In August of last year, the tire manufacturer announced plans to expand its "Taraxagum – tires from dandelion rubber" project. The company said it wanted to build a research facility - the Taraxagum Lab Anklam - " for industrializing the cultivation and processing of dandelion rubber, or Taraxagum as it is officially known. The first project phase will require an investment of approximately €35 million, and create around 20 new jobs in the city in the north east of Germany, which has a population of around 12,700.

"With the Taraxagum Lab Anklam we have now reached a milestone in the 'Taraxagum – tires from dandelion rubber' project", explains Dr. Andreas Topp, head of material and process development as well as industrialization for Tires at Continental. "This exciting project has already developed at a promising rate. A small series of Taraxagum test tires with tread made from pure dandelion rubber was tested against conventional tires made from natural rubber from the hevea brasiliensis rubber tree and the results were extremely positive. Now we want to drive forward the economical production of Taraxagum, and with the new research facility in Anklam we are laying the foundations for this."

Continental presented the plans for the facility to the Anklam town council, who showed broad support for these.
“We are very pleased indeed with the town council’s approval of our long-term project plans,” said Burkhardt Köller, Chairman of the Management Board of Continental Reifen Deutschland GmbH. “The next steps for our Taraxagum Lab Anklam project, which we will be implementing one at a time, are clearly defined.

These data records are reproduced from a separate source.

//! Prompt templates.
//!
//! Templates use `{name}` placeholders filled by [`render`]. The heading
//! grammar each template asks for is the one `StructuredTextParser`
//! enforces; the wording around it is free to change.

use std::fmt;
use std::sync::LazyLock;

use regex::{Captures, Regex};
use serde::{Deserialize, Serialize};

/// Marker the lens template emits for a region with nothing to analyse.
pub const NO_DATA_FOUND: &str = "NO_DATA_FOUND";

#[derive(Debug, Clone, Copy, PartialEq, Eq, Hash, Serialize, Deserialize)]
#[serde(rename_all = "snake_case")]
pub enum TemplateId {
    MainstreamNarrative,
    EconomicSnapshot,
    RegionCategoriser,
    IntelBrief,
    MaterialistAnalysis,
    GlobalBriefing,
    MultiLens,
}

impl TemplateId {
    pub fn name(self) -> &'static str {
        match self {
            Self::MainstreamNarrative => "mainstream_narrative",
            Self::EconomicSnapshot => "economic_snapshot",
            Self::RegionCategoriser => "region_categoriser",
            Self::IntelBrief => "intel_brief",
            Self::MaterialistAnalysis => "materialist_analysis",
            Self::GlobalBriefing => "global_briefing",
            Self::MultiLens => "multi_lens",
        }
    }

    pub fn text(self) -> &'static str {
        match self {
            Self::MainstreamNarrative => MAINSTREAM_NARRATIVE,
            Self::EconomicSnapshot => ECONOMIC_SNAPSHOT,
            Self::RegionCategoriser => REGION_CATEGORISER,
            Self::IntelBrief => INTEL_BRIEF,
            Self::MaterialistAnalysis => MATERIALIST_ANALYSIS,
            Self::GlobalBriefing => GLOBAL_BRIEFING,
            Self::MultiLens => MULTI_LENS,
        }
    }
}

impl fmt::Display for TemplateId {
    fn fmt(&self, f: &mut fmt::Formatter<'_>) -> fmt::Result {
        f.write_str(self.name())
    }
}

static PLACEHOLDER: LazyLock<Regex> =
    LazyLock::new(|| Regex::new(r"\{(\w+)\}").expect("PLACEHOLDER regex should compile"));

/// Fill `{key}` placeholders in one pass over the template, so braces inside
/// substituted values are never expanded. Unknown placeholders are left as-is.
pub fn render(template: TemplateId, params: &[(&str, &str)]) -> String {
    PLACEHOLDER
        .replace_all(template.text(), |caps: &Captures<'_>| {
            params
                .iter()
                .find(|(key, _)| *key == &caps[1])
                .map(|(_, value)| value.to_string())
                .unwrap_or_else(|| caps[0].to_string())
        })
        .into_owned()
}

const MAINSTREAM_NARRATIVE: &str = r#"You are a wire-desk editor. Summarise what mainstream outlets reported this week, region by region.

REGIONS (use exactly these names, in this order):
{regions}

OUTPUT FORMAT (strict markdown):
- One level-2 heading per region: `## <Region name>`.
- Under each heading, 3-6 sentences on the dominant narrative.
- Use `## Unknown` for stories you cannot place.
- No other level-2 headings. Do not quote the input.

INPUT:
{context}
"#;

const ECONOMIC_SNAPSHOT: &str = r#"You are an economic analyst. Produce a geopolitical economic ledger for {month}.

Return one markdown table with columns: Indicator | Region | Latest value | Change | Significance.
Cover commodities, currencies, trade flows, sovereign debt and sanctions. No prose outside the table.
"#;

const REGION_CATEGORISER: &str = r#"Classify the article below into exactly one region.

Allowed answers (copy one verbatim):
{regions}
Unknown

Answer with the region name only.

TITLE: {title}
URL: {url}
"#;

const INTEL_BRIEF: &str = r#"You are an intelligence analyst. Write a concise intelligence brief of the source below.

Structure:
**Bottom line:** one sentence.
**Key facts:** 3-5 bullet points.
**Implications:** 2-3 sentences.

Do not quote the source verbatim.

SOURCE: {source}
TITLE: {title}

CONTENT:
{content}
"#;

const MATERIALIST_ANALYSIS: &str = r#"You are a political economist. Using historical materialism, analyse this week's developments for {region}.

Identify the material interests at stake, who benefits, and the contradictions the events reveal.
Write 3-5 paragraphs of plain prose, no headings.

BRIEFS:
{context}
"#;

const GLOBAL_BRIEFING: &str = r#"You are a strategic analyst writing the weekly global briefing.

REGIONS (use exactly these names, in this order):
{regions}

For EVERY region produce:

## <Region name>
### Mainstream Narrative
What mainstream outlets say happened.
### Strategic Analysis
What it means, drawing on the economic, analysis and materialist layers.

Use exactly those two level-3 headings. Do not add others.

INPUT:
{context}
"#;

const MULTI_LENS: &str = r#"You are a geopolitical analysis engine. Generate a multi-lens analysis for the region: {region}.

Lenses (use exactly these level-3 headings, in this order):
{lenses}

If there is nothing relevant to {region} in the input, output only: NO_DATA_FOUND

Otherwise write about 150 words under each `### <Lens name>` heading.
Do not include a region heading.

INPUT:
{context}
"#;

#[cfg(test)]
mod tests {
    use super::*;

    #[test]
    fn test_render_fills_placeholders() {
        let out = render(TemplateId::MultiLens, &[("region", "Russia"), ("lenses", "L"), ("context", "C")]);
        assert!(out.contains("for the region: Russia."));
        assert!(out.contains("relevant to Russia"));
        assert!(!out.contains("{region}"));
        assert!(!out.contains("{context}"));
    }

    #[test]
    fn test_render_does_not_expand_inside_values() {
        let out = render(
            TemplateId::RegionCategoriser,
            &[("regions", "- China"), ("title", "Why {url} matters"), ("url", "https://a.example/x")],
        );
        assert!(out.contains("TITLE: Why {url} matters"));
        assert!(out.contains("URL: https://a.example/x"));
    }

    #[test]
    fn test_render_leaves_unknown_placeholders() {
        let out = render(TemplateId::EconomicSnapshot, &[]);
        assert!(out.contains("{month}"));
    }

    #[test]
    fn test_names_are_unique() {
        let all = [
            TemplateId::MainstreamNarrative,
            TemplateId::EconomicSnapshot,
            TemplateId::RegionCategoriser,
            TemplateId::IntelBrief,
            TemplateId::MaterialistAnalysis,
            TemplateId::GlobalBriefing,
            TemplateId::MultiLens,
        ];
        let names: std::collections::BTreeSet<_> = all.iter().map(|t| t.name()).collect();
        assert_eq!(names.len(), all.len());
    }

    #[test]
    fn test_lens_template_mentions_marker() {
        assert!(TemplateId::MultiLens.text().contains(NO_DATA_FOUND));
    }
}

“As announced in August 2016, over the next five years we intend to invest EUR 35 million to further explore the rubber production processes, which to date we’ve only established on a laboratory scale, for transforming them onto an industrial scale, moving from grams to kilos to tonnes, so to speak. As this represents a major entrepreneurial risk for us, we very much welcome the willingness of Anklam town council to sell us our chosen plot of land for the token sum of one euro.”

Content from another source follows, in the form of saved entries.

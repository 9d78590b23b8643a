//! News ETL: curated URL list → region-labelled article records.

use std::collections::HashSet;
use std::path::Path;
use std::sync::Arc;

use async_trait::async_trait;
use briefing_core::artifact::{ArticleRecord, SourceDescriptor};
use futures::stream::{self, StreamExt};

use crate::consolidator::{extract_title, FetchError, WebPageStrategy};
use crate::generator::UnitTransformer;

/// Curated input, one URL per line, in the input directory.
pub const ARTICLE_LINKS_FILE: &str = "input_article_links.txt";

/// Rank given to URLs no configured source claims.
const UNATTRIBUTED_RANK: u8 = 5;

/// Resolves a page title.
#[async_trait]
pub trait TitleSource: Send + Sync {
    async fn title(&self, url: &str) -> Result<String, FetchError>;
}

#[async_trait]
impl TitleSource for WebPageStrategy {
    async fn title(&self, url: &str) -> Result<String, FetchError> {
        let html = self.get_html(url).await?;
        extract_title(&html).ok_or(FetchError::Empty)
    }
}

/// URLs from the curated list: comments and blanks skipped, duplicates
/// removed, first occurrence wins.
pub fn parse_article_links(raw: &str) -> Vec<String> {
    let mut seen = HashSet::new();
    raw.lines()
        .map(str::trim)
        .filter(|line| !line.is_empty() && !line.starts_with('#'))
        .filter(|line| {
            let ok = line.starts_with("http://") || line.starts_with("https://");
            if !ok {
                tracing::warn!(line, "Ignoring non-URL line in article list");
            }
            ok
        })
        .filter(|line| seen.insert(line.to_string()))
        .map(str::to_string)
        .collect()
}

/// Read the curated list. A missing file is an empty list.
pub fn read_article_links(path: &Path) -> std::io::Result<Vec<String>> {
    match std::fs::read_to_string(path) {
        Ok(raw) => Ok(parse_article_links(&raw)),
        Err(e) if e.kind() == std::io::ErrorKind::NotFound => {
            tracing::warn!(path = %path.display(), "Article list not found; no curated articles this run");
            Ok(Vec::new())
        }
        Err(e) => Err(e),
    }
}

fn host_of(url: &str) -> Option<String> {
    reqwest::Url::parse(url)
        .ok()
        .and_then(|u| u.host_str().map(|h| h.trim_start_matches("www.").to_lowercase()))
}

/// Source name and rank for a URL, matched by host against the configured
/// sources. Unclaimed URLs are attributed to their host at the lowest rank.
pub fn attribute(url: &str, sources: &[SourceDescriptor]) -> (String, u8) {
    let Some(host) = host_of(url) else {
        return (url.to_string(), UNATTRIBUTED_RANK);
    };
    sources
        .iter()
        .filter(|s| host_of(&s.url).as_deref() == Some(host.as_str()))
        .min_by_key(|s| s.rank)
        .map(|s| (s.name.clone(), s.rank))
        .unwrap_or((host, UNATTRIBUTED_RANK))
}

pub struct NewsEtl {
    titles: Arc<dyn TitleSource>,
    transformer: Arc<UnitTransformer>,
    max_concurrency: usize,
}

impl NewsEtl {
    pub fn new(titles: Arc<dyn TitleSource>, transformer: Arc<UnitTransformer>, max_concurrency: usize) -> Self {
        Self {
            titles,
            transformer,
            max_concurrency: max_concurrency.max(1),
        }
    }

    /// One record per URL, in input order.
    pub async fn run(&self, urls: &[String], sources: &[SourceDescriptor]) -> Vec<ArticleRecord> {
        let mut indexed: Vec<(usize, ArticleRecord)> = stream::iter(urls.iter().enumerate())
            .map(|(idx, url)| async move { (idx, self.enrich(url, sources).await) })
            .buffer_unordered(self.max_concurrency)
            .collect()
            .await;
        indexed.sort_by_key(|(idx, _)| *idx);
        indexed.into_iter().map(|(_, record)| record).collect()
    }

    async fn enrich(&self, url: &str, sources: &[SourceDescriptor]) -> ArticleRecord {
        let (source, rank) = attribute(url, sources);
        let (title, title_error) = match self.titles.title(url).await {
            Ok(title) => (title, None),
            Err(e) => {
                tracing::warn!(url, error = %e, "Title fetch failed; using URL");
                (url.to_string(), Some(e.to_string()))
            }
        };
        let region = self.transformer.categorise(&title, url).await;
        tracing::debug!(url, region = %region, "Article categorised");
        ArticleRecord {
            url: url.to_string(),
            title,
            source,
            rank,
            region,
            title_error,
        }
    }
}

“We are planning to gradually increase the number of employees at the Taraxagum Lab msite in Anklam to more than 20 by 2021,” added Dr. Andreas Topp, who oversees material and process development and industrialization for tires at Continental. “At the same time, we intend to enlarge the acreage in the region from 15 hectares at present to 800 hectares so as to increase crop yields to a level measured in tonnes. Our recruitment of the new site manager and the agricultural coordinator, both from nearby the Anklam region, also goes to show that we have perfect conditions here, not only in respect of the available crop area.”

He concluded: “Assuming that we can successfully implement the next steps of the project as planned, we and the town of Anklam can both look forward to a bright future for our Taraxagum Lab Anklam.” (KL)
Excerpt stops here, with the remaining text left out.